Teak varies tremendously in color. Some will be darker, some will be lighter. Could you drop a few pictures in this thread so I can understand the exact shades you are talking about?
Last year, I removed all of the old, nasty varnish
from my teak which was also 20 yrs old and very dark looking. Once I stripped the varnish, the teak gleamed like new. I then oiled mine (with oil
that is colorless) to let the teak's natural color show through. Here are a couple photos. Notice the widely varying colors of my teak. The teak on the bulkhead with the doors is a golden color, while the other teak is not. In my case, it's from 20 years of sunshine bleaching out the more "golden" colored teak.

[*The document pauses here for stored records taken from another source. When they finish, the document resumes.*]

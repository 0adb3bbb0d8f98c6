use std::sync::Arc;

use axum::{
    extract::{Path, State},
    http::StatusCode,
    Json,
};
use axum_derive_error::ErrorResponse;
use db::{professor, DatabaseConnection, DbErr, EntityTrait};
use derive_more::{Display, Error, From};

use super::ProfessorData;

/// Errors that may occur while fetching professor details.
#[derive(ErrorResponse, Display, From, Error)]
pub(super) enum ProfessorDetailsError {
    /// Database-related error.
    DatabaseError(DbErr),

    #[status(StatusCode::NOT_FOUND)]
    #[display(fmt = "Professor not found")]
    ProfessorNotFound,
}

/// Professor details handler.
pub(super) async fn details(
    State(db): State<Arc<DatabaseConnection>>,
    Path(professor_id): Path<i64>,
) -> Result<Json<ProfessorData>, ProfessorDetailsError> {
    let model = professor::Entity::find_by_id(professor_id)
        .one(&*db)
        .await?
        .ok_or(ProfessorDetailsError::ProfessorNotFound)?;

    Ok(Json(model.into()))
}
//! Scheduled team meeting.
//!
//! Meetings transition forward only: a scheduled meeting may be
//! completed or canceled, and nothing else.

use sea_orm::entity::prelude::*;
use serde::Serialize;

/// Meeting status.
#[derive(Debug, Clone, Copy, PartialEq, Eq, EnumIter, DeriveActiveEnum, Serialize)]
#[sea_orm(rs_type = "String", db_type = "String(Some(20))")]
#[serde(rename_all = "snake_case")]
pub enum Status {
    #[sea_orm(string_value = "scheduled")]
    Scheduled,
    #[sea_orm(string_value = "completed")]
    Completed,
    #[sea_orm(string_value = "canceled")]
    Canceled,
}

/// Meeting model.
#[derive(Clone, Debug, PartialEq, Eq, DeriveEntityModel)]
#[sea_orm(table_name = "meetings")]
pub struct Model {
    #[sea_orm(primary_key)]
    pub id: i64,
    pub title: String,
    pub description: Option<String>,
    pub scheduled_at: TimeDateTime,
    pub status: Status,
    pub feedback: Option<String>,
    pub team_id: i64,
    pub professor_id: Option<i64>,
    pub mentor_id: Option<i64>,
    pub created_at: TimeDateTime,
}

/// Meeting model relations.
#[derive(Copy, Clone, Debug, EnumIter, DeriveRelation)]
pub enum Relation {
    #[sea_orm(
        belongs_to = "super::team::Entity",
        from = "Column::TeamId",
        to = "super::team::Column::Id"
    )]
    Team,

    #[sea_orm(
        belongs_to = "super::professor::Entity",
        from = "Column::ProfessorId",
        to = "super::professor::Column::Id"
    )]
    Professor,

    #[sea_orm(
        belongs_to = "super::mentor::Entity",
        from = "Column::MentorId",
        to = "super::mentor::Column::Id"
    )]
    Mentor,
}

impl Related<super::team::Entity> for Entity {
    fn to() -> RelationDef {
        Relation::Team.def()
    }
}

impl Related<super::professor::Entity> for Entity {
    fn to() -> RelationDef {
        Relation::Professor.def()
    }
}

impl Related<super::mentor::Entity> for Entity {
    fn to() -> RelationDef {
        Relation::Mentor.def()
    }
}

impl ActiveModelBehavior for ActiveModel {}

The darker stuff is the natural color in my case.
Also, a more striking example would be to note the handle and framework around the companionway
in the galley photo
. See what a very different and "golden" color it is compared to the rest of the galley's teak. Again, this is due to sunlight bleaching it. All teak on this boat was stripped of the old varnish, sanded smooth and then oiled.

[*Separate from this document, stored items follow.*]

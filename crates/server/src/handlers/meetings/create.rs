use std::sync::Arc;

use axum::{extract::State, http::StatusCode, Extension, Json};
use axum_derive_error::ErrorResponse;
use db::{
    meeting, student, team, ActiveValue, DatabaseConnection, DbErr, EntityTrait, OffsetDateTime,
    PrimitiveDateTime, TransactionErrorExt, TransactionTrait,
};
use derive_more::{Display, Error, From};
use serde::Deserialize;
use time::{format_description::well_known::Rfc3339, UtcOffset};
use validator::Validate;

use super::MeetingData;
use crate::{auth::AuthenticatedStudentId, validation::ValidatedJson};

/// Errors that may occur while scheduling a meeting.
#[derive(ErrorResponse, Display, From, Error)]
pub(super) enum CreateMeetingError {
    /// Database-related error.
    DatabaseError(DbErr),

    #[status(StatusCode::NOT_FOUND)]
    #[display(fmt = "Student not found")]
    StudentNotFound,

    #[status(StatusCode::BAD_REQUEST)]
    #[display(fmt = "You are not in a team")]
    NotInTeam,

    #[status(StatusCode::NOT_FOUND)]
    #[display(fmt = "Team not found")]
    TeamNotFound,

    #[status(StatusCode::FORBIDDEN)]
    #[display(fmt = "Only team leader can schedule meetings")]
    NotTeamLeader,

    #[status(StatusCode::BAD_REQUEST)]
    #[display(fmt = "Invalid date format, expected an ISO-8601 timestamp")]
    InvalidDate,

    #[status(StatusCode::BAD_REQUEST)]
    #[display(fmt = "Meeting must be scheduled in the future")]
    DateNotInFuture,
}

#[derive(Deserialize, Validate)]
pub(super) struct CreateMeetingRequest {
    #[validate(length(min = 3))]
    title: String,

    description: Option<String>,

    scheduled_at: String,
}

/// Meeting scheduling handler.
///
/// The meeting inherits the team's current professor and senior
/// mentor assignments at scheduling time.
pub(super) async fn create(
    State(db): State<Arc<DatabaseConnection>>,
    Extension(student_id): Extension<AuthenticatedStudentId>,
    ValidatedJson(request): ValidatedJson<CreateMeetingRequest>,
) -> Result<(StatusCode, Json<MeetingData>), CreateMeetingError> {
    let scheduled_at = OffsetDateTime::parse(&request.scheduled_at, &Rfc3339)
        .map_err(|_| CreateMeetingError::InvalidDate)?;

    if scheduled_at <= OffsetDateTime::now_utc() {
        return Err(CreateMeetingError::DateNotInFuture);
    }

    let scheduled_at = {
        let utc = scheduled_at.to_offset(UtcOffset::UTC);

        PrimitiveDateTime::new(utc.date(), utc.time())
    };

    let model = db
        .transaction(|txn| {
            Box::pin(async move {
                let student = student::Entity::find_by_id(student_id.id())
                    .one(txn)
                    .await?
                    .ok_or(CreateMeetingError::StudentNotFound)?;

                let team_id = student.team_id.ok_or(CreateMeetingError::NotInTeam)?;

                let team = team::Entity::find_by_id(team_id)
                    .one(txn)
                    .await?
                    .ok_or(CreateMeetingError::TeamNotFound)?;

                if team.leader_id != student.id {
                    return Err(CreateMeetingError::NotTeamLeader);
                }

                let model = meeting::Entity::insert(meeting::ActiveModel {
                    title: ActiveValue::Set(request.title),
                    description: ActiveValue::Set(request.description),
                    scheduled_at: ActiveValue::Set(scheduled_at),
                    status: ActiveValue::Set(meeting::Status::Scheduled),
                    feedback: ActiveValue::Set(None),
                    team_id: ActiveValue::Set(team.id),
                    professor_id: ActiveValue::Set(team.professor_id),
                    mentor_id: ActiveValue::Set(team.senior_mentor_id),
                    created_at: ActiveValue::Set(db::now()),
                    ..Default::default()
                })
                .exec_with_returning(txn)
                .await?;

                Ok(model)
            })
        })
        .await
        .into_raw_result()?;

    Ok((StatusCode::CREATED, Json(model.into())))
}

Teak is also a very coarse and grainy wood. There are various spots that are almost black and others that are very dark brown. You won't be able to sand these away, as they are part of the wood. Embrace the natural character of the wood and don't expect an even looking (modern, plasticy) feeling. It is a very diverse wood. I say this from experience. We tried to make it look "modern" and failed. It was a big mistake. We had to go back and re-finish the traditional way for it to look right.